What needs to be done: Report each line of the entries that contains the word "GraphQLBuiltIn", copied in full.

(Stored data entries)
....

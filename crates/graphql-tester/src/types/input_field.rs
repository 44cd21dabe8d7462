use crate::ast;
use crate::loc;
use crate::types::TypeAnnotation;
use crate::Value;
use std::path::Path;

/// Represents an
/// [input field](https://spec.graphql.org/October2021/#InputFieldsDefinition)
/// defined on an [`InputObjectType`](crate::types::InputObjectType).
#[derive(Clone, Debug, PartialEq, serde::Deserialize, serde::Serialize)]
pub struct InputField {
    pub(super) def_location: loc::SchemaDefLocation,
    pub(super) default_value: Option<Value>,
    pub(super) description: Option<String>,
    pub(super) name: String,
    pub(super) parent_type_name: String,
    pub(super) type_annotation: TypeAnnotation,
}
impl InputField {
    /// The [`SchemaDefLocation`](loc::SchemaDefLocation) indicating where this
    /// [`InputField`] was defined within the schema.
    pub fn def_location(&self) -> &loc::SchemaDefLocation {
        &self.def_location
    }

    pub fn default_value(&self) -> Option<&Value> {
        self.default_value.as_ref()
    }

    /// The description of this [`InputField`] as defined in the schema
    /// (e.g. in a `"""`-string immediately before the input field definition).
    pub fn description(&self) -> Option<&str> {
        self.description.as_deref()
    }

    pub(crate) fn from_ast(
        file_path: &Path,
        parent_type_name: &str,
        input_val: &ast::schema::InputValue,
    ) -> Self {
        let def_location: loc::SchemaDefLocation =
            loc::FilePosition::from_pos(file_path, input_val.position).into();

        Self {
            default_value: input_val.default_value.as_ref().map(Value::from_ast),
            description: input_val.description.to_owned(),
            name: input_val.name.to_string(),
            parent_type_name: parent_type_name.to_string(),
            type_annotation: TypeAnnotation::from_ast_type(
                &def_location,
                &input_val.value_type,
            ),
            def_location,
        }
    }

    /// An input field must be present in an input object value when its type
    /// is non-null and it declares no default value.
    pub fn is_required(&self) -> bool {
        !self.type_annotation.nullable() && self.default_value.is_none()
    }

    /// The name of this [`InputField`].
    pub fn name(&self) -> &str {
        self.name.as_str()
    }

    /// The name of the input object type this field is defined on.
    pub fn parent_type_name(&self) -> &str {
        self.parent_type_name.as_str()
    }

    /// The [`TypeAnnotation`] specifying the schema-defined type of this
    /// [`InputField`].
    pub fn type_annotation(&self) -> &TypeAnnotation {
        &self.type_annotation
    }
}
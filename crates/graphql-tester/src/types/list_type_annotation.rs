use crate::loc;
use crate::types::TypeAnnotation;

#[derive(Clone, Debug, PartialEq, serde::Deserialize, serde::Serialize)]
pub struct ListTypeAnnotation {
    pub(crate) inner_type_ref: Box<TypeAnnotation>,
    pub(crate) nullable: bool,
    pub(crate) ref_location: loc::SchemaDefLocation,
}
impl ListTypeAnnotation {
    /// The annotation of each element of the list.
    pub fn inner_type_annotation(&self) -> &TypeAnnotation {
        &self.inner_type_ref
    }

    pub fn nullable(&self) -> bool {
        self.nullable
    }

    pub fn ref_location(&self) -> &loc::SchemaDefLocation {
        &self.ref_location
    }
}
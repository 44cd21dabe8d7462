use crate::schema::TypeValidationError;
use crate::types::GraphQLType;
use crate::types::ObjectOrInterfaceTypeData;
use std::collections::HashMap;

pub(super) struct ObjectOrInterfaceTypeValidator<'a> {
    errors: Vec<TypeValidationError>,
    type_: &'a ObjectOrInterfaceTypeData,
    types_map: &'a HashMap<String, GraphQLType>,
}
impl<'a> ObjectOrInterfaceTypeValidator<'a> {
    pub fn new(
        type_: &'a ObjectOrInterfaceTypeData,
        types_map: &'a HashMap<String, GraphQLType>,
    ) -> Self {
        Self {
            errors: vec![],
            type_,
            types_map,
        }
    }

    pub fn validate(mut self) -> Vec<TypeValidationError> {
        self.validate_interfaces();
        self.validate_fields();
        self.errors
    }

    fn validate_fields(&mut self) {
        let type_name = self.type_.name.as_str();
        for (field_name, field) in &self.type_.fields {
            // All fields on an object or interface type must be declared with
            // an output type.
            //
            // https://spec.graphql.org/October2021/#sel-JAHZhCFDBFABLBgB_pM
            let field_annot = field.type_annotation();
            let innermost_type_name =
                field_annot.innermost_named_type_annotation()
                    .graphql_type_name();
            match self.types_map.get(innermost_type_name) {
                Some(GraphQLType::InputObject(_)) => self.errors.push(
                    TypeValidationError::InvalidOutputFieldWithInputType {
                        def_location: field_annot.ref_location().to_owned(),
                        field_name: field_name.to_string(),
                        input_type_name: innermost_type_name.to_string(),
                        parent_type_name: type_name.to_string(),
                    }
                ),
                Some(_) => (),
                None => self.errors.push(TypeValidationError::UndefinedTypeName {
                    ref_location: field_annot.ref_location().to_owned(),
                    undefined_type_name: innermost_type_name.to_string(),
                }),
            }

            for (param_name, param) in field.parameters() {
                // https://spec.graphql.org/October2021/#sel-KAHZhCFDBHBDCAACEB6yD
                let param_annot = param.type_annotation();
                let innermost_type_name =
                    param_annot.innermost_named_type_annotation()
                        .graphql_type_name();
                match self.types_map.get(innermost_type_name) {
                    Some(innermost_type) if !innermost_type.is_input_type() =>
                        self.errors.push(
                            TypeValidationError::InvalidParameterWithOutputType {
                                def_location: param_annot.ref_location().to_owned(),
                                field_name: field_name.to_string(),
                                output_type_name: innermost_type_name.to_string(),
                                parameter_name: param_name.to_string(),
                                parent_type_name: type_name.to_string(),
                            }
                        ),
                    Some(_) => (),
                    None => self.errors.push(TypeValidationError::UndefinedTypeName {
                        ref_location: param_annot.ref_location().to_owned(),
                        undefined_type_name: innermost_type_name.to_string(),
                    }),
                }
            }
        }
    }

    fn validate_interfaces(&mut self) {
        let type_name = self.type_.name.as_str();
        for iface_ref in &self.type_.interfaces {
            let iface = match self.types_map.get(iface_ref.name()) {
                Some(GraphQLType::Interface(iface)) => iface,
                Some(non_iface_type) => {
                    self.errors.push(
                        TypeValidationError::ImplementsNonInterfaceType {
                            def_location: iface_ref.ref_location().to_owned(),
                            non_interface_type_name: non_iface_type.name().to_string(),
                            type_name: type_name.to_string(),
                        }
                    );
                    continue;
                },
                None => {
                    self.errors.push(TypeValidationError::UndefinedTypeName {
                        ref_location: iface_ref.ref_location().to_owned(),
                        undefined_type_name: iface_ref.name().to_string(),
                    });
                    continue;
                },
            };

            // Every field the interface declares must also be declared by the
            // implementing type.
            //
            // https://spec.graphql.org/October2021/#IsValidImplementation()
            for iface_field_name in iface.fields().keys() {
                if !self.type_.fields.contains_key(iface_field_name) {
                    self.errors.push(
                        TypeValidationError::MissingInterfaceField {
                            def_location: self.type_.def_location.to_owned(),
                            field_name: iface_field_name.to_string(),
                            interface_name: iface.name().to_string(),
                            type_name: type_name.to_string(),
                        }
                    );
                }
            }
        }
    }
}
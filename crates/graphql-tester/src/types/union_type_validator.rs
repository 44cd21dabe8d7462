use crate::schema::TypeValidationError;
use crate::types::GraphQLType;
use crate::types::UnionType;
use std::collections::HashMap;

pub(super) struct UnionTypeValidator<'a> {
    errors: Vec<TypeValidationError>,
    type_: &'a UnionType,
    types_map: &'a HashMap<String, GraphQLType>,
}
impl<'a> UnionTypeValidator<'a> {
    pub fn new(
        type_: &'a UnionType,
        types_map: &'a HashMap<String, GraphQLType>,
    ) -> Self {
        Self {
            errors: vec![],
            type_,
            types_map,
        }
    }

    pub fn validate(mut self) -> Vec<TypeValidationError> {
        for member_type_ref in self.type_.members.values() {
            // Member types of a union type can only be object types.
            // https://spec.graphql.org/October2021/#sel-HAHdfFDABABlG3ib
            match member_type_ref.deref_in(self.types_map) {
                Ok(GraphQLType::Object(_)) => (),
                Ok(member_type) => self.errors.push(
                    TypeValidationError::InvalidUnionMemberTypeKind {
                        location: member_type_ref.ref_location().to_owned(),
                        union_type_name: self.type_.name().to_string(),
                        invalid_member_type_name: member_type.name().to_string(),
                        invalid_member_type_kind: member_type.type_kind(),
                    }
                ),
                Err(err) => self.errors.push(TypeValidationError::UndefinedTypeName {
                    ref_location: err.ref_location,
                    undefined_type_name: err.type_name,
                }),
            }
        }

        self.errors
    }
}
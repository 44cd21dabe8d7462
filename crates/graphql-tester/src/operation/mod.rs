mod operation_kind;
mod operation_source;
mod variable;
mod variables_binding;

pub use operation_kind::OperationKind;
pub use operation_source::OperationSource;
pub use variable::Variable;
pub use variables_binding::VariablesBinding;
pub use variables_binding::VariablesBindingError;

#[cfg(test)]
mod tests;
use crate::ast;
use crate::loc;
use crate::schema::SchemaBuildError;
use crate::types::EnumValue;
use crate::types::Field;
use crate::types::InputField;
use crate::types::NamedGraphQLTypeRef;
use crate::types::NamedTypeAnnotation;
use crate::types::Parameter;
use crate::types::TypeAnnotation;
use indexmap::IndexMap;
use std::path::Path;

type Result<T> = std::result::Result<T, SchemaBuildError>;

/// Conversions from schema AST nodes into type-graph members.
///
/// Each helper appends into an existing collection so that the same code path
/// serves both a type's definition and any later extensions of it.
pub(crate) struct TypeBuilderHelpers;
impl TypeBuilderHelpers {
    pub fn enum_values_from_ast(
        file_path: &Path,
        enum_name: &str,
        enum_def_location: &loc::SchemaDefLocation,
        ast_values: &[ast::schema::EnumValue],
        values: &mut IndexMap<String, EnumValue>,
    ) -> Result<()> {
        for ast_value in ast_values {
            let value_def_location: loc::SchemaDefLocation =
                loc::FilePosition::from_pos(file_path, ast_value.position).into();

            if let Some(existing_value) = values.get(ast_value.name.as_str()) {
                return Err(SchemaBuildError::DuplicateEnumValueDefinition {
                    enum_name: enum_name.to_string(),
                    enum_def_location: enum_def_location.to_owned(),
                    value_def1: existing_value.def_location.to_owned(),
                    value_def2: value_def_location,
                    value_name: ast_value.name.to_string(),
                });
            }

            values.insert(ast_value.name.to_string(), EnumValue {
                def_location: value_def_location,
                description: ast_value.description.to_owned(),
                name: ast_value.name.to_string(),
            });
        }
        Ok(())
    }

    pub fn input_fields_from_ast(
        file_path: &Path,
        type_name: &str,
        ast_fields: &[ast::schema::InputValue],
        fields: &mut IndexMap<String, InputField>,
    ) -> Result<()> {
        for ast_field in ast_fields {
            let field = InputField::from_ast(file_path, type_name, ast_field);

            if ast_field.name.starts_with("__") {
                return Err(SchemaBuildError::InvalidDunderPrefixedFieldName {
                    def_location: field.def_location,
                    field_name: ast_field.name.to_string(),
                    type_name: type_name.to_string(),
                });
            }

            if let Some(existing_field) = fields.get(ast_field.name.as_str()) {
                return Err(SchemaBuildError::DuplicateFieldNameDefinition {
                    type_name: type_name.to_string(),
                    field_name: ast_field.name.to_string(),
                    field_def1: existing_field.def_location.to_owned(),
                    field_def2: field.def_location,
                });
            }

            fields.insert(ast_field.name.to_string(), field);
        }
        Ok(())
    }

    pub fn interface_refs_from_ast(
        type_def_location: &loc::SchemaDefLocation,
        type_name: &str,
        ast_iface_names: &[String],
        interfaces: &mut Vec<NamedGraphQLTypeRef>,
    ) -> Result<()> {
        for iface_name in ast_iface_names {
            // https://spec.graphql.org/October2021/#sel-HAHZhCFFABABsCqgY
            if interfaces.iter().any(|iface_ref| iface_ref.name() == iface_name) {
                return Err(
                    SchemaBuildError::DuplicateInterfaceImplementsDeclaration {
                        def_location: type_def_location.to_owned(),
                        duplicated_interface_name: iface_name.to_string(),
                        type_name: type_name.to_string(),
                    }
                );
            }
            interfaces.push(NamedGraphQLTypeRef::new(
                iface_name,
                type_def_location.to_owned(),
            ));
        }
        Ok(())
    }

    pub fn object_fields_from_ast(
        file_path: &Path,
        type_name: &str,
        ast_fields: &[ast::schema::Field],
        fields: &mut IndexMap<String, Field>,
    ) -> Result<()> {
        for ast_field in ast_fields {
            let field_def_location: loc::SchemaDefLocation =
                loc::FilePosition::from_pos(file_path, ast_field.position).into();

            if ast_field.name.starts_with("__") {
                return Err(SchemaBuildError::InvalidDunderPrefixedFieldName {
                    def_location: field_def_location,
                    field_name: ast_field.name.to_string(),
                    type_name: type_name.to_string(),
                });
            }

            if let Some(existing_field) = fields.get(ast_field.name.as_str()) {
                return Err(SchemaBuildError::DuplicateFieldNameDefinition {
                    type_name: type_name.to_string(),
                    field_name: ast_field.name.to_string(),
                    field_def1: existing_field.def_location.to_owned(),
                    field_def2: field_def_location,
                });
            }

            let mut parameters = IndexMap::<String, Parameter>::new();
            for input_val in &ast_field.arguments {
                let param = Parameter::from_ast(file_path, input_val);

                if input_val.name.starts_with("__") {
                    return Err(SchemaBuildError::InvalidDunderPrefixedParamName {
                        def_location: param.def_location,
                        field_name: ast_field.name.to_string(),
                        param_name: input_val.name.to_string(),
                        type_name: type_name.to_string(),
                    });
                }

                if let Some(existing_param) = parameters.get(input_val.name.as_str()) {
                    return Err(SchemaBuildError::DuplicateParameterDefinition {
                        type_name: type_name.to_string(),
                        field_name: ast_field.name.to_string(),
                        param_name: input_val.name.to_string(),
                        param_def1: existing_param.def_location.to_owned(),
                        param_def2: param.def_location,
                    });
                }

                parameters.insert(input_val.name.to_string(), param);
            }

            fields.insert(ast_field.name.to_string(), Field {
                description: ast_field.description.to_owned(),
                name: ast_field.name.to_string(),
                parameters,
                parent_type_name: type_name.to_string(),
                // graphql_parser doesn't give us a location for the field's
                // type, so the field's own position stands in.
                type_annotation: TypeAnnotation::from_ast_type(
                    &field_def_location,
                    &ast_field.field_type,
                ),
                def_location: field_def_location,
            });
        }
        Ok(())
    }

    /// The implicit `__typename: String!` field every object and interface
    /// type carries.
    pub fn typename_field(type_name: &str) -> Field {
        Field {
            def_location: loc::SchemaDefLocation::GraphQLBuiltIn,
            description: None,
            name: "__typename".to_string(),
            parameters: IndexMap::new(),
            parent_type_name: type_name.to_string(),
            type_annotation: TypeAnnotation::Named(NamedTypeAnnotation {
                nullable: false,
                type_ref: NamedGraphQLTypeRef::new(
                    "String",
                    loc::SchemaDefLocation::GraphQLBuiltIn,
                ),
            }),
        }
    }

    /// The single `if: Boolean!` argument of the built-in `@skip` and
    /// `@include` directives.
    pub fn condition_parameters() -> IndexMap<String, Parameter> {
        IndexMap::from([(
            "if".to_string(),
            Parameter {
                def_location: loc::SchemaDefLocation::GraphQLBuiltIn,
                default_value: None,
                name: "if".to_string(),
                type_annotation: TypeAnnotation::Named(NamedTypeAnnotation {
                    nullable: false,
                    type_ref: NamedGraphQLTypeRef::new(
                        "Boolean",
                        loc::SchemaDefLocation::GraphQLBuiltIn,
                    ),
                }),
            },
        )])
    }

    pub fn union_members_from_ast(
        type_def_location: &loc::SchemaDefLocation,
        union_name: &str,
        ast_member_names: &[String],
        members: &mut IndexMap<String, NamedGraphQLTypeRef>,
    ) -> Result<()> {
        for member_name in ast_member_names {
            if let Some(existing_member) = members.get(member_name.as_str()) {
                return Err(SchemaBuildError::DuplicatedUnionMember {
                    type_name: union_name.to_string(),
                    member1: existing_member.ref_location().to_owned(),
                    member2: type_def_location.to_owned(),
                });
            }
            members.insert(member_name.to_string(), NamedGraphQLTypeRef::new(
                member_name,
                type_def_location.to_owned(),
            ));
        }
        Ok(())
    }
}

....

Response to the task:
            def_location: loc::SchemaDefLocation::GraphQLBuiltIn,
                    loc::SchemaDefLocation::GraphQLBuiltIn,
                def_location: loc::SchemaDefLocation::GraphQLBuiltIn,
                        loc::SchemaDefLocation::GraphQLBuiltIn,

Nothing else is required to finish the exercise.